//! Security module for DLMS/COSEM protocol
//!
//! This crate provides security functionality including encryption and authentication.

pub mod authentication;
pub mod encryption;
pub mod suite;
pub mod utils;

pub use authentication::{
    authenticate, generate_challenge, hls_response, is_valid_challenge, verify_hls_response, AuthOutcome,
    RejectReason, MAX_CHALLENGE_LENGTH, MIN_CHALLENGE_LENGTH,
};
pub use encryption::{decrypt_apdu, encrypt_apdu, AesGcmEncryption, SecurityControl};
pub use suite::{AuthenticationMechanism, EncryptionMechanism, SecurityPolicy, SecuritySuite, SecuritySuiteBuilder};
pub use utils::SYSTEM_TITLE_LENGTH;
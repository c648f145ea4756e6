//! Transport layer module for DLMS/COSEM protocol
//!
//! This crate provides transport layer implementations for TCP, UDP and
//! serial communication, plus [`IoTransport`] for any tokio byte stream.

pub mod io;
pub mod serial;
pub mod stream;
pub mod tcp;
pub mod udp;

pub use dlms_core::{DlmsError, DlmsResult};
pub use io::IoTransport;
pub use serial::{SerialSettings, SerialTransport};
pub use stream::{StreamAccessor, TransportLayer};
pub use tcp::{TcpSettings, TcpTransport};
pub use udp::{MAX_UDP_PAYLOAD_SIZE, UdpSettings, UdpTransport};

————

▸ DIRECTIONS: For every line of the material above that contains the word "This", show the line.

▸ TASK SOLUTION:
//! This crate provides security functionality including encryption and authentication.
//! This crate provides transport layer implementations for TCP, UDP and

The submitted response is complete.